:: Problem to solve ::
Pull every line of the entries that has the word "FioBankaProvider".

[Dataset records]
=== Begin Enclosure ===
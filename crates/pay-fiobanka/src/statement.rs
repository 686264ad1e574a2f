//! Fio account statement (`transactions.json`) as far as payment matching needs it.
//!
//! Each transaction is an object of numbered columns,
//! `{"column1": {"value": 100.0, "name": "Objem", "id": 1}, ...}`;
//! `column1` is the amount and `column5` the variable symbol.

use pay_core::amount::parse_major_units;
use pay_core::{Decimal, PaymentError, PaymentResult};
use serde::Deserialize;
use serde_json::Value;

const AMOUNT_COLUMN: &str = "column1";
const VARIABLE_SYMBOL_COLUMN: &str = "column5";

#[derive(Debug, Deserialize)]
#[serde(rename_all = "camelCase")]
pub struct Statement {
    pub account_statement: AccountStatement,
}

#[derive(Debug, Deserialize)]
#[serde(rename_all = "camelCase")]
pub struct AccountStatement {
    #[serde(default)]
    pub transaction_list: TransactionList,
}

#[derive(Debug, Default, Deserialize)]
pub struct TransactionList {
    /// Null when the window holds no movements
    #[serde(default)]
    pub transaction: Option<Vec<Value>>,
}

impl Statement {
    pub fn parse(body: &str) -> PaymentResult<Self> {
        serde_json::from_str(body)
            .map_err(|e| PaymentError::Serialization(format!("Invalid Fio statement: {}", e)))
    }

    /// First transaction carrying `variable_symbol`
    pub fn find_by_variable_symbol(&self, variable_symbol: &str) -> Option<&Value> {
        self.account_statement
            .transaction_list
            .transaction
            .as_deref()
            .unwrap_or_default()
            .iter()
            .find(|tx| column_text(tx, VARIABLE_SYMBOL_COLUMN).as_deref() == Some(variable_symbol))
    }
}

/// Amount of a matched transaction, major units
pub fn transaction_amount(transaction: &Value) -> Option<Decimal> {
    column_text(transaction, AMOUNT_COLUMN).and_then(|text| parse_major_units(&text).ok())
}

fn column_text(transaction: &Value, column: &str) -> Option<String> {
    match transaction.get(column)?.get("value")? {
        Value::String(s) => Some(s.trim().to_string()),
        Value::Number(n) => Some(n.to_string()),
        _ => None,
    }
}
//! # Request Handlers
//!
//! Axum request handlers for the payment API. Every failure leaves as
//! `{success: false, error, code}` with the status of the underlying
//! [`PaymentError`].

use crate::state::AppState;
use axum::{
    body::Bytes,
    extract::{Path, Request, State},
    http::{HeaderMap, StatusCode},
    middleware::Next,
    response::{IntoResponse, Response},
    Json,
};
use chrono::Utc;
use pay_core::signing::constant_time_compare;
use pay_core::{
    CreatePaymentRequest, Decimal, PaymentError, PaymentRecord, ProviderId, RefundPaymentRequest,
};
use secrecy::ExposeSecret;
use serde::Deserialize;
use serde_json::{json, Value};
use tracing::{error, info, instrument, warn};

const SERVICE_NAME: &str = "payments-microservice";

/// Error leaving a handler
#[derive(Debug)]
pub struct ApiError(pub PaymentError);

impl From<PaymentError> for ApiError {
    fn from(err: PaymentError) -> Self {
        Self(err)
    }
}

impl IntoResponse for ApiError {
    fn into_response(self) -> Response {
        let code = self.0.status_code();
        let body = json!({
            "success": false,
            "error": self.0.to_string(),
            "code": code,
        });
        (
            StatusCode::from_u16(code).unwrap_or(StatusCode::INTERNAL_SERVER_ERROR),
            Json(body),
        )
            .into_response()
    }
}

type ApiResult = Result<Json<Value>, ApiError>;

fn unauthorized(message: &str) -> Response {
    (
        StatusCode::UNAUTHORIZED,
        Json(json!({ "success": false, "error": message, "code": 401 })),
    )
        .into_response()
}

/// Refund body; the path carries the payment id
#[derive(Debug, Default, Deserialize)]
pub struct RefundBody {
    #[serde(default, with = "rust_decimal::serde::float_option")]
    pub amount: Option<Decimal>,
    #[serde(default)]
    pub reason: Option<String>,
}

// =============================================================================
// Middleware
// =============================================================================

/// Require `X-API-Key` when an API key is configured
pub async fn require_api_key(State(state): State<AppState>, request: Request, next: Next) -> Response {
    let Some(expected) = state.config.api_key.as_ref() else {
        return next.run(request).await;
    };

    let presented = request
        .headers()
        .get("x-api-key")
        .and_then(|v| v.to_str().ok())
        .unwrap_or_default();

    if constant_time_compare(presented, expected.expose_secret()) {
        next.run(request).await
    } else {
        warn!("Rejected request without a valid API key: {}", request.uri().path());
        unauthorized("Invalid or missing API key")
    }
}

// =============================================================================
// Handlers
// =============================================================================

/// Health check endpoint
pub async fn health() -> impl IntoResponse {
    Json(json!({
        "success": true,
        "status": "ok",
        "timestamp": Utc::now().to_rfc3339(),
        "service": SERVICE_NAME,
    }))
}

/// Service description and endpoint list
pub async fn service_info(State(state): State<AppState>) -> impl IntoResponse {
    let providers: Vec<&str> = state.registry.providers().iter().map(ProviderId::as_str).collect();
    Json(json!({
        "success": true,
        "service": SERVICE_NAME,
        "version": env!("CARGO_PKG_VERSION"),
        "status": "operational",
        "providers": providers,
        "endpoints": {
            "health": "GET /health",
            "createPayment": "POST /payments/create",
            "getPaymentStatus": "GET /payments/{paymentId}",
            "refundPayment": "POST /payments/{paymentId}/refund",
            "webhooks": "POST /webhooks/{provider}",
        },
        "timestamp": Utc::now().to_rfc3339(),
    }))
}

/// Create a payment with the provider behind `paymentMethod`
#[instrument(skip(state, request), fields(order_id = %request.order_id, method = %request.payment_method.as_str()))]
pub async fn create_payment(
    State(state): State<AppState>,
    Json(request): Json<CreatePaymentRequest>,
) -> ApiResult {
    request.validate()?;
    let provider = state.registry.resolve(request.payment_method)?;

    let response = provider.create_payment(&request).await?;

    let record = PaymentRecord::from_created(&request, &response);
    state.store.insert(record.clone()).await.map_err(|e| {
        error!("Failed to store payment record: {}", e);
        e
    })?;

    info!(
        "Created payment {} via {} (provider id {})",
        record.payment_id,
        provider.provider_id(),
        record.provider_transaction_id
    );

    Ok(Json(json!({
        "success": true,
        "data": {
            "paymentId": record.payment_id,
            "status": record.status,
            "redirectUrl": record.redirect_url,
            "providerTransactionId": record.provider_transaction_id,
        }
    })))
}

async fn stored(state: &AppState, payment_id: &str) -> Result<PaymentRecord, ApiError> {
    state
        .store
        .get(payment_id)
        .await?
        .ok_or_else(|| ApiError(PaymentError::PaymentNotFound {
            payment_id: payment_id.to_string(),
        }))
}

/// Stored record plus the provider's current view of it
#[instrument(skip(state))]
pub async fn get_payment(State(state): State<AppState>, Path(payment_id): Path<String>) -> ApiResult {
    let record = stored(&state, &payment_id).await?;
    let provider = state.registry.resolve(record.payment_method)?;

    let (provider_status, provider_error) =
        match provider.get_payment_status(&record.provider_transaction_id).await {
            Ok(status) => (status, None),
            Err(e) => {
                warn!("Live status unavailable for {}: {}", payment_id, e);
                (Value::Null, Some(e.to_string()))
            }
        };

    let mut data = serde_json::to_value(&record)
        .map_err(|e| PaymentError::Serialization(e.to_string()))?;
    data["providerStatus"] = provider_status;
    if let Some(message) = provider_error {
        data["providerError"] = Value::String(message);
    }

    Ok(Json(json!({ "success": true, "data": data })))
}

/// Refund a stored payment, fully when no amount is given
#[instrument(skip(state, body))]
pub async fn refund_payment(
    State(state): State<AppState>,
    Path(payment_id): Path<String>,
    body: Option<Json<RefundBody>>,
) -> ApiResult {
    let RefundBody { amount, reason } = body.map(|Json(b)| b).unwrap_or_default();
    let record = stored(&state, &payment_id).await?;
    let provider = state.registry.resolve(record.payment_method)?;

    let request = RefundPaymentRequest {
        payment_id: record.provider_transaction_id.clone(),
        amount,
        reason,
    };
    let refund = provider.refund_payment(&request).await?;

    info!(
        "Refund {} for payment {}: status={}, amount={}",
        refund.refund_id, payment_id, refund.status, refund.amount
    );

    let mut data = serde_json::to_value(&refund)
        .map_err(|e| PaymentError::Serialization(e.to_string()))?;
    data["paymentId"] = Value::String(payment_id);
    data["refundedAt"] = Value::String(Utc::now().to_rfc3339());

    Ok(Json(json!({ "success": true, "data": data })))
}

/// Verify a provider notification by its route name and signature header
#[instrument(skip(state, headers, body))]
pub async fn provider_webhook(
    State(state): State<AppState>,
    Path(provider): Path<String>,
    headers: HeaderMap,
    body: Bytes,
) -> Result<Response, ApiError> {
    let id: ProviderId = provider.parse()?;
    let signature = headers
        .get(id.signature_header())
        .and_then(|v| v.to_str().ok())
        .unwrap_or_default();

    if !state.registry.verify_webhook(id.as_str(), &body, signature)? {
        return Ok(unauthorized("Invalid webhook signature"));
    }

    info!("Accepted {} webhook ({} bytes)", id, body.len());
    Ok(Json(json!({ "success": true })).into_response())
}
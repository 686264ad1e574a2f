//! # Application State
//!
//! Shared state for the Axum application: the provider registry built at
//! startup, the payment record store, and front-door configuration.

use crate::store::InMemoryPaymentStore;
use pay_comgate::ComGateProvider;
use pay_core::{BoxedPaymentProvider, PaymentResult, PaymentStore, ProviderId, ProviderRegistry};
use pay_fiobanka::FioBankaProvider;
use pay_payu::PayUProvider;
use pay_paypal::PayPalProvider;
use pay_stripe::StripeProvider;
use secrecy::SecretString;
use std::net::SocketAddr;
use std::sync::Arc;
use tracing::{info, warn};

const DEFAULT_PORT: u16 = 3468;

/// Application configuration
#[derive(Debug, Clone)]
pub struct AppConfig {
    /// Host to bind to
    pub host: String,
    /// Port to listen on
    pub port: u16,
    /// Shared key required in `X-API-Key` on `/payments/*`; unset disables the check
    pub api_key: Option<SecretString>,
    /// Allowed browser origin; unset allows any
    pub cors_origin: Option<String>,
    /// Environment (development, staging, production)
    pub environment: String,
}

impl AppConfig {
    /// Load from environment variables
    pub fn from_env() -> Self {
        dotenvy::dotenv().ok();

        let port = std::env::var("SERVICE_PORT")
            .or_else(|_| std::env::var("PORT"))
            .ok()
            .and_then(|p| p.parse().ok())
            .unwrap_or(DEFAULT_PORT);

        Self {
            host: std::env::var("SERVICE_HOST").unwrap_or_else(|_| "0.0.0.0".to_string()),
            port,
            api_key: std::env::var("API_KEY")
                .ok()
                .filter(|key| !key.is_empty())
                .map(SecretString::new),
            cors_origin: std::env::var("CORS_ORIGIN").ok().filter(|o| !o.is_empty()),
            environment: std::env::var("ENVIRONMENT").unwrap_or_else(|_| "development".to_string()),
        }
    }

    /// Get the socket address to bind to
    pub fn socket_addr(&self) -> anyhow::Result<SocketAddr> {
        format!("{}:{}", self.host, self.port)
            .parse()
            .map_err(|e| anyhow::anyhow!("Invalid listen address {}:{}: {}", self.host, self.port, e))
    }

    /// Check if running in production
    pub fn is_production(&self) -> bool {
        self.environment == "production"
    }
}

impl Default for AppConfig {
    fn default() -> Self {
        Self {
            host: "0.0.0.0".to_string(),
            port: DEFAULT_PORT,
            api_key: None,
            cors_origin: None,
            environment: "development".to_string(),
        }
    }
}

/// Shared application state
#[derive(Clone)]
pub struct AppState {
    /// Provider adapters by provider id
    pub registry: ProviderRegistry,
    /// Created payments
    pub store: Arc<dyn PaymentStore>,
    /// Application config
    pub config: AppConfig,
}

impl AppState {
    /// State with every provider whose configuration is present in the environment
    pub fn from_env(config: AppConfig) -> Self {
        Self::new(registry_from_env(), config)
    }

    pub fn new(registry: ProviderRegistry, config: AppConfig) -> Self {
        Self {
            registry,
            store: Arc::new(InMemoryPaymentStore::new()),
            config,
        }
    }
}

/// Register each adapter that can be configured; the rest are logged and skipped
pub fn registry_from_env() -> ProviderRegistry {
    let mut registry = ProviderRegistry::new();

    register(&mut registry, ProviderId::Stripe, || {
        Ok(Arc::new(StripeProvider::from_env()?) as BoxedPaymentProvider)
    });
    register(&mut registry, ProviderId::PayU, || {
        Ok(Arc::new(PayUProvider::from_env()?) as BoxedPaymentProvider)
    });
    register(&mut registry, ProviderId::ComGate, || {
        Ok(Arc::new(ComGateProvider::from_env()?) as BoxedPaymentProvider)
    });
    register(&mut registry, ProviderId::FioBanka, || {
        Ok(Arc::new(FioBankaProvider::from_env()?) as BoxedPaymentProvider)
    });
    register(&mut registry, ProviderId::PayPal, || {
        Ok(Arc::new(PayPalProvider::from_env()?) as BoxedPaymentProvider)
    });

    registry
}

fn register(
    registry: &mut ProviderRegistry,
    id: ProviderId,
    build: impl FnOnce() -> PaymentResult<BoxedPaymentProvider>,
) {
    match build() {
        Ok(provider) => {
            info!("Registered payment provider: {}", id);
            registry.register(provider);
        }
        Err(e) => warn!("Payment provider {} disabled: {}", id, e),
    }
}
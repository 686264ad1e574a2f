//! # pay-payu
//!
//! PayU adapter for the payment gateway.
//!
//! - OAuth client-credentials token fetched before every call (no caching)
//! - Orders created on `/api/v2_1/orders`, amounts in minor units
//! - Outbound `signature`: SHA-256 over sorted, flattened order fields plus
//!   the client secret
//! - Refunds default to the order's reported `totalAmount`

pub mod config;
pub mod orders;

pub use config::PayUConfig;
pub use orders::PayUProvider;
=== End Enclosure ===
:: Completed exercise ::
use pay_fiobanka::FioBankaProvider;
        Ok(Arc::new(FioBankaProvider::from_env()?) as BoxedPaymentProvider)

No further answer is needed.